Gwynne has been promoted in the aftermath of the moon incident. She heads to her parents' restaurant with Isaac to celebrate. Along the way, she tells him about her time in the Society in an effort to bridge the gap between her and her estranged brother. At the restaurant, she, Isaac, and her parents finally get to enjoy a private family reunion.



Gwynne: What was my training like? Like battling through hell itself. I thought my arms and legs were going to fall off.
Isaac: That doesn't surprise me at all. Ilsa comes off as a rather stern authority figure.
Gwynne: You don't know the half of it. She really set the tone on day one.
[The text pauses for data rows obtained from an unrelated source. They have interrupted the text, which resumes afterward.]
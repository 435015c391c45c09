// [libs/infra/secrets/tests/enrollment.rs]
//! N1 registers pending, is approved with a random cluster key,
//! round-trips a secret; N2 registers, is approved with the same
//! cluster key, and reads what N1 wrote.

use std::sync::Arc;

use certslurp_coordination_store::MemoryStore;
use certslurp_secrets::{NodeKeypair, SecretsAdmin, SecretsClient};

fn random_cluster_key() -> [u8; 32] {
    use rand_core::RngCore;
    let mut key = [0u8; 32];
    crypto_box::aead::OsRng.fill_bytes(&mut key);
    key
}

#[tokio::test]
async fn scenario_s5_two_nodes_share_a_cluster_key() {
    let store: Arc<dyn certslurp_coordination_store::CoordinationStore> = Arc::new(MemoryStore::new());
    let admin = SecretsAdmin::new(store.clone(), "/certslurp");
    let cluster_key = random_cluster_key();

    let n1 = SecretsClient::new(store.clone(), "/certslurp", "n1", NodeKeypair::generate());
    n1.register_pending().await.unwrap();

    let pending = admin.list_pending().await.unwrap();
    assert_eq!(pending.len(), 1);
    assert_eq!(pending[0].node_id, "n1");

    admin.approve("n1", &cluster_key).await.unwrap();
    n1.await_approval().await.unwrap();
    assert!(n1.is_enrolled());

    n1.set("k", b"v").await.unwrap();
    assert_eq!(n1.get("k").await.unwrap().unwrap(), b"v");

    let n2 = SecretsClient::new(store.clone(), "/certslurp", "n2", NodeKeypair::generate());
    n2.register_pending().await.unwrap();
    admin.approve("n2", &cluster_key).await.unwrap();
    n2.await_approval().await.unwrap();

    assert_eq!(n2.get("k").await.unwrap().unwrap(), b"v");

    // the pending entry was consumed by approval, not left dangling
    assert!(admin.list_pending().await.unwrap().is_empty());
}

#[tokio::test]
async fn self_bootstrap_skips_the_pending_round_trip() {
    let store: Arc<dyn certslurp_coordination_store::CoordinationStore> = Arc::new(MemoryStore::new());
    let key = random_cluster_key();
    let node = SecretsClient::new(store, "/certslurp", "solo", NodeKeypair::generate());

    use base64::Engine;
    let key_b64 = base64::engine::general_purpose::STANDARD.encode(key);
    node.bootstrap_with_cluster_key(&key_b64).await.unwrap();

    assert!(node.is_enrolled());
    node.set("a", b"b").await.unwrap();
    assert_eq!(node.get("a").await.unwrap().unwrap(), b"b");
}

#[tokio::test]
async fn unenrolled_node_cannot_read_or_write_secrets() {
    let store: Arc<dyn certslurp_coordination_store::CoordinationStore> = Arc::new(MemoryStore::new());
    let node = SecretsClient::new(store, "/certslurp", "n1", NodeKeypair::generate());
    assert!(node.set("k", b"v").await.is_err());
    assert!(node.get("k").await.is_err());
}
Ilsa: Don't tell me you're exhausted already, recruit. You won't last a minute in battle with that stamina.
Ilsa: I've seen grandmothers give more effort than you!
Gwynne: My training for the day ended right then and there.
Isaac: Oof, that's rough... I'd probably lose any semblance of motivation if I were in your shoes.
Gwynne: It actually had the opposite effect on me.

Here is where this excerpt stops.